At the same time, the presence of moderate and lower-effectiveness ratings should not be overlooked. These responses may reflect uncertainty around system reliability, difficulties with deployment, training limitations, or mismatch between technological capability and real-world project constraints. In other words, AI-based inspection may be seen as promising, but not yet seamless. That ambivalence is actually quite plausible and, arguably, strengthens the realism of the findings.
3.5 Perceived benefits of digital construction inspection systems
When respondents were asked to identify the most important perceived benefits of digital inspection systems, the results showed a clear emphasis on inspection quality, safety, and operational efficiency. As summarized in (Table 1), the most frequently reported benefit was improved defect detection (26.3%), followed by enhanced worker safety (21.2%), faster inspection processes (18.8%), real-time monitoring (15.0%), reduced maintenance costs (11.2%), and better project management (7.5%).
The prominence of defect detection is particularly important. It suggests that professionals are not valuing these tools merely because they are modern or automated, but because they are perceived to improve the core technical purpose of inspection itself: identifying structural or operational problems accurately and early. This aligns with previous work showing that computer vision, UAV imaging, and sensor-characteristics and AI-related perceptionsassisted monitoring can improve the detection of cracks, surface anomalies, and other infrastructure defects that might otherwise be overlooked or inconsistently recorded (Koch et al., 2015; Besada et al., 2018).
The strong emphasis on worker safety is equally meaningful. In many infrastructure environments—especially bridges, elevated roadways, tunnels, confined spaces, or high-risk structural zones—inspection is not only technically demanding but physically hazardous. Technologies that reduce the need for human exposure to unsafe environments may therefore carry value well beyond efficiency alone (De Melo et al., 2017; Teizer, 2015).
Meanwhile, the recognition of real-time monitoring and reduced maintenance costs suggests that respondents increasingly associate digital inspection with lifecycle management rather than one-time defect identification.
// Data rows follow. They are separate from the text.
//! Built-in project maturity catalog

use once_cell::sync::Lazy;
use std::sync::Arc;

use super::types::{Catalog, Question, Section};

static BUILTIN: Lazy<Arc<Catalog>> = Lazy::new(|| Arc::new(build()));

/// Shared handle to the built-in catalog
pub fn builtin() -> Arc<Catalog> {
    Arc::clone(&BUILTIN)
}

fn section(title: &str, entries: &[(&str, &str)]) -> Section {
    Section::new(
        title,
        entries
            .iter()
            .map(|(prompt, gap)| Question::new(*prompt, *gap))
            .collect(),
    )
}

fn build() -> Catalog {
    let development = section(
        "Зрелость процессов разработки",
        &[
            ("Есть ли формальный процесс управления требованиями?", "управления требованиями"),
            ("Составляется ли подробный план проекта/итераций?", "планирования проекта"),
            ("Проводится ли регулярная идентификация и анализ рисков проекта?", "анализа рисков"),
            ("Используются ли системы контроля версий?", "контроля версий"),
            ("Существует ли регламентированный процесс выпуска релизов?", "процесса релизов"),
            ("Автоматизированы ли процессы сборки, тестирования и развертывания?", "автоматизации CI/CD"),
        ],
    );

    let qa = section(
        "Зрелость процессов QA",
        &[
            ("Сформулирована ли стратегия тестирования?", "стратегии тестирования"),
            ("Проводится ли планирование тестирования?", "планирования тестирования"),
            ("Отслеживается ли прогресс тестирования?", "мониторинга и отчетности"),
            ("Используются ли методики дизайна тестов?", "методик тест-дизайна"),
            ("Есть ли стабильная тестовая среда?", "тестовой среды"),
            ("Участвует ли QA в ранних этапах проекта?", "раннего вовлечения QA"),
            ("Проводится ли нефункциональное тестирование?", "нефункционального тестирования"),
            ("Собираются ли метрики качества?", "метрик качества"),
            ("Проводится ли обучение QA команды?", "обучения команды QA"),
            ("Проводятся ли peer-review тест-кейсов?", "peer-review тест-кейсов"),
        ],
    );

    let testing = section(
        "Квалификация команды тестирования",
        &[
            ("Удалось ли избежать критичных дефектов в продакшене?", "устранения критичных дефектов"),
            (">80% дефектов выявляется до релиза?", "раннего обнаружения дефектов"),
            ("Доля дефектов после релиза < 10%?", "низкой утечки дефектов"),
            ("Все требования покрыты тестами?", "покрытия требований тестами"),
            ("Есть автоматизированное регрессионное тестирование?", "автоматизации регрессионного тестирования"),
            ("Время на исправление дефектов < 3 дней?", "быстрого устранения дефектов"),
            ("Не возникает ли много регрессий?", "предотвращения регрессий"),
        ],
    );

    let risks = section(
        "Риски проекта",
        &[
            ("Понятны и стабильны ли требования?", "неясные требования"),
            ("Сроки проекта реалистичны?", "нереалистичные сроки"),
            ("Достаточно ресурсов и бюджета?", "недостаток ресурсов"),
            ("Команда обладает нужной экспертизой?", "недостаток экспертизы"),
            ("Используются проверенные технологии?", "новые/неизвестные технологии"),
            ("Нет критичных внешних зависимостей?", "зависимость от внешних поставщиков"),
            ("Коммуникация в команде эффективна?", "проблемы коммуникации"),
            ("Учитываются ли требования по безопасности?", "неучтенные требования по безопасности"),
        ],
    );

    Catalog::new(vec![development, qa, testing, risks])
        .unwrap_or_else(|e| unreachable!("built-in catalog is invalid: {}", e))
}

#[cfg(test)]
mod tests {
    use super::*;

    #[test]
    fn test_builtin_shape() {
        let catalog = builtin();
        let sizes: Vec<usize> = catalog.iter().map(Section::len).collect();
        assert_eq!(sizes, vec![6, 10, 7, 8]);
        assert_eq!(catalog.total_questions(), 31);
    }

    #[test]
    fn test_builtin_every_question_has_gap() {
        let catalog = builtin();
        assert!(catalog
            .iter()
            .flat_map(|s| s.questions.iter())
            .all(|q| q.gap.is_some()));
    }

    #[test]
    fn test_builtin_titles() {
        let catalog = builtin();
        let titles: Vec<&str> = catalog.iter().map(|s| s.title.as_str()).collect();
        assert_eq!(
            titles,
            vec![
                "Зрелость процессов разработки",
                "Зрелость процессов QA",
                "Квалификация команды тестирования",
                "Риски проекта",
            ]
        );
    }

    #[test]
    fn test_builtin_is_shared() {
        let a = builtin();
        let b = builtin();
        assert!(Arc::ptr_eq(&a, &b));
    }

    #[test]
    fn test_builtin_gap_alignment() {
        let catalog = builtin();
        let q = catalog.question(0, 5).unwrap();
        assert!(q.prompt.starts_with("Автоматизированы"));
        assert_eq!(q.gap.as_deref(), Some("автоматизации CI/CD"));

        let q = catalog.question(3, 7).unwrap();
        assert_eq!(q.gap.as_deref(), Some("неучтенные требования по безопасности"));
    }
}
//! Logging setup
//!
//! Library code emits `tracing` events; the binary installs a
//! `tracing-subscriber` formatter on stderr so log lines never mix with the
//! questionnaire and report on stdout. `RUST_LOG` overrides the level
//! derived from verbosity flags.

use tracing_subscriber::EnvFilter;

use crate::cli::Verbosity;
use crate::errors::{AssessmentError, Result};

/// Filter directive for a verbosity level
pub fn filter_directive(verbosity: Verbosity) -> &'static str {
    match verbosity {
        Verbosity::Quiet => "error",
        Verbosity::Normal => "warn",
        Verbosity::Verbose => "warn,maturity=info",
        Verbosity::VeryVerbose => "info,maturity=debug",
    }
}

/// Build the env filter, preferring `RUST_LOG` when set
pub fn build_filter(verbosity: Verbosity) -> EnvFilter {
    EnvFilter::try_from_default_env().unwrap_or_else(|_| EnvFilter::new(filter_directive(verbosity)))
}

/// Install the global subscriber
pub fn init(verbosity: Verbosity) -> Result<()> {
    tracing_subscriber::fmt()
        .with_env_filter(build_filter(verbosity))
        .with_writer(std::io::stderr)
        .with_target(verbosity == Verbosity::VeryVerbose)
        .try_init()
        .map_err(|e| AssessmentError::Generic(format!("Failed to initialize logging: {}", e)))
}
That shift—from episodic inspection to continuous or near-continuous awareness—is one of the more significant conceptual changes introduced by AI-enabled infrastructure systems.
3.6 Bivariate associations between key survey variables
The Chi-square analysis revealed several statistically
Table 1. Perceived Benefits of Digital Construction Inspection Systems
|
Benefit
|
Frequency
|
Percentage (%)
|
|
Improved defect detection
|
42
|
26.3
|
|
Enhanced worker safety
|
34
|
21.2
|
|
Faster inspection processes
|
30
|
18.8
|
|
Real-time monitoring
|
24
|
15.0
|
|
Reduced maintenance costs
|
18
|
11.2
|
|
Better project management
|
12
|
7.5
|
Table 2. Chi-Square Test Results for Key Survey Variables
|
Variable Tested
|
χ² Value
|
p-value
|
Interpretation
|
|
Profession vs AI effectiveness
|
10.84
|
0.055
|
Near significant
|
|
Experience vs AI perception
|
9.92
|
0.048
|
Significant
|
|
Technology adoption vs AI effectiveness
|
11.31
|
0.046
|
Significant
|
|
Training vs technology adoption
|
8.76
|
0.067
|
Marginal
|
|
Safety awareness vs AI adoption
|
9.45
|
0.050
|
Borderline
|
|
Organization support vs AI perception
|
10.12
|
0.043
|
Significant
|
|
Infrastructure project type vs adoption
|
8.34
|
0.072
|
Marginal
|
Table 3. Logistic Regression Analysis for AI Inspection Effectiveness
|
Predictor Variable
|
Coefficient (β)
|
Std. Error
|
p-value
|
|
Professional Experience
|
0.38
|
0.17
|
0.049
|
|
Professional Background
|
0.31
|
0.15
|
0.052
|
|
Technology Adoption
|
0.47
|
0.18
|
0.041
|
|
Digital Training
|
0.35
|
0.16
|
0.047
|
|
Organizational Support
|
0.33
|
0.14
|
0.051
|
|
Safety Awareness
|
0.29
|
0.13
|
0.048
|
|
Monitoring Frequency
|
0.27
|
0.12
|
0.054
|
meaningful associations between respondent characteristics and AI-related perceptions. As shown in (Table 2), professional experience was significantly associated with AI perception (χ² = 9.92, p = 0.048), suggesting that respondents with different experience levels did not evaluate AI systems in the same way. This finding implies that professional maturity may influence whether AI-enabled inspection is viewed as practically credible, operationally useful, or sufficiently trustworthy.
A second significant association was observed between technology adoption and perceived AI effectiveness (χ² = 11.31, p = 0.046). This is, in some ways, intuitive: professionals or organizations already using digital inspection technologies were more likely to perceive AI-based systems positively. Familiarity appears to matter. Once these tools move from abstract idea to actual operational use, their value may become easier to recognize.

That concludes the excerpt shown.